Biochemistry & Molecular Biol.

First Advisor

Dominique Williams


Biofilms are communities of surface-attached bacterial cells encased in an exopolymeric matrix. In this state, they are more resistant to antimicrobial treatment and can have adverse effects in medical, agricultural, and industrial settings. Whereas, as biocatalysts, biofilms from nonpathogenic bacteria enhance their performance and stability in catalysis. Unfortunately, there are several challenges when using bacteria in organic transformations due to their complex cellular chemistry. Trivalent lanthanide metals were discovered to serve regulatory roles in some bacterial catalytic processes, including those of Pseudomonas putida KT2440 (P. putida), a non-infectious Gram-negative bacterium. The main goal of our research is to use cerium(III) to control the adhesion, viability, and activity of P. putida to improve biocatalysis.

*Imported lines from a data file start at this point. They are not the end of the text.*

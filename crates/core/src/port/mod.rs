// Port Layer - Interfaces for external collaborators

pub mod completion;
pub mod time_provider;

// Re-exports
pub use completion::{CompletionSink, ItemReport, TaskOutcome, TracingCompletionSink};
pub use time_provider::TimeProvider;
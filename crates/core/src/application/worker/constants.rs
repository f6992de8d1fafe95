// Worker constants
use std::time::Duration;

/// How long the daemon waits for workers after shutdown before giving up (30s)
pub const SHUTDOWN_GRACE_PERIOD: Duration = Duration::from_secs(30);

/// Interval between load generator summaries (5s)
pub const LOAD_REPORT_INTERVAL: Duration = Duration::from_secs(5);

/// Upper bound on simulated seconds per item; larger settings are clamped (1 day)
pub const MAX_SERVICE_SECONDS: i64 = 24 * 60 * 60;
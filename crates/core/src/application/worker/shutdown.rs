// Worker Shutdown Token

use crate::domain::ShutdownPolicy;
use tokio::sync::watch;

/// Shutdown signal for cooperative termination, carrying the policy to apply
#[derive(Clone)]
pub struct ShutdownToken {
    rx: watch::Receiver<Option<ShutdownPolicy>>,
}

impl ShutdownToken {
    /// Policy of a pending shutdown, if one was requested
    pub fn requested(&self) -> Option<ShutdownPolicy> {
        *self.rx.borrow()
    }

    /// Check if shutdown was requested
    pub fn is_shutdown(&self) -> bool {
        self.requested().is_some()
    }

    /// Wait for shutdown signal.
    ///
    /// A dropped sender counts as a drain request.
    pub async fn wait(&mut self) -> ShutdownPolicy {
        match self.rx.wait_for(Option::is_some).await {
            Ok(policy) => (*policy).unwrap_or_default(),
            Err(_) => ShutdownPolicy::Drain,
        }
    }

    /// Resolve only when an `Abort` shutdown is requested
    pub async fn aborted(&mut self) {
        // The borrowed value must not live across the pending await
        let closed = self
            .rx
            .wait_for(|p| *p == Some(ShutdownPolicy::Abort))
            .await
            .is_err();
        if closed {
            std::future::pending::<()>().await;
        }
    }
}

/// Shutdown sender
pub struct ShutdownSender {
    tx: watch::Sender<Option<ShutdownPolicy>>,
}

impl ShutdownSender {
    /// Signal shutdown to all workers. The first request wins.
    pub fn shutdown(&self, policy: ShutdownPolicy) -> bool {
        self.tx.send_if_modified(|current| {
            if current.is_some() {
                return false;
            }
            *current = Some(policy);
            true
        })
    }

    pub fn token(&self) -> ShutdownToken {
        ShutdownToken {
            rx: self.tx.subscribe(),
        }
    }
}

/// Create a shutdown channel
pub fn shutdown_channel() -> (ShutdownSender, ShutdownToken) {
    let (tx, rx) = watch::channel(None);
    (ShutdownSender { tx }, ShutdownToken { rx })
}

In our studies, we investigated how Ce(III) influences biofilm formation, in addition to how it influences planktonic cell growth in the presence of toxic levels of the aromatic compound catechol. Crystal violet binding assay was used to assess biofilm formation, and a cell growth assay and colony forming unit analysis were used to assess planktonic cell growth and cell viability. Our studies demonstrated that Ce(III) improved biofilm formation, and it improved planktonic cell growth and cell viability in the presence of catechol with glucose as the carbon source. When glucose was replaced with citrate, preferential biofilm formation and planktonic cell growth was not observed in P. putida with Ce(III). Thus, Ce(III) promoted biofilm growth, planktonic cell growth, and cell viability, and was dependent on the carbon source used to aid growth. We further investigated how Ce(III) influences the depletion of benzoate in catalysis.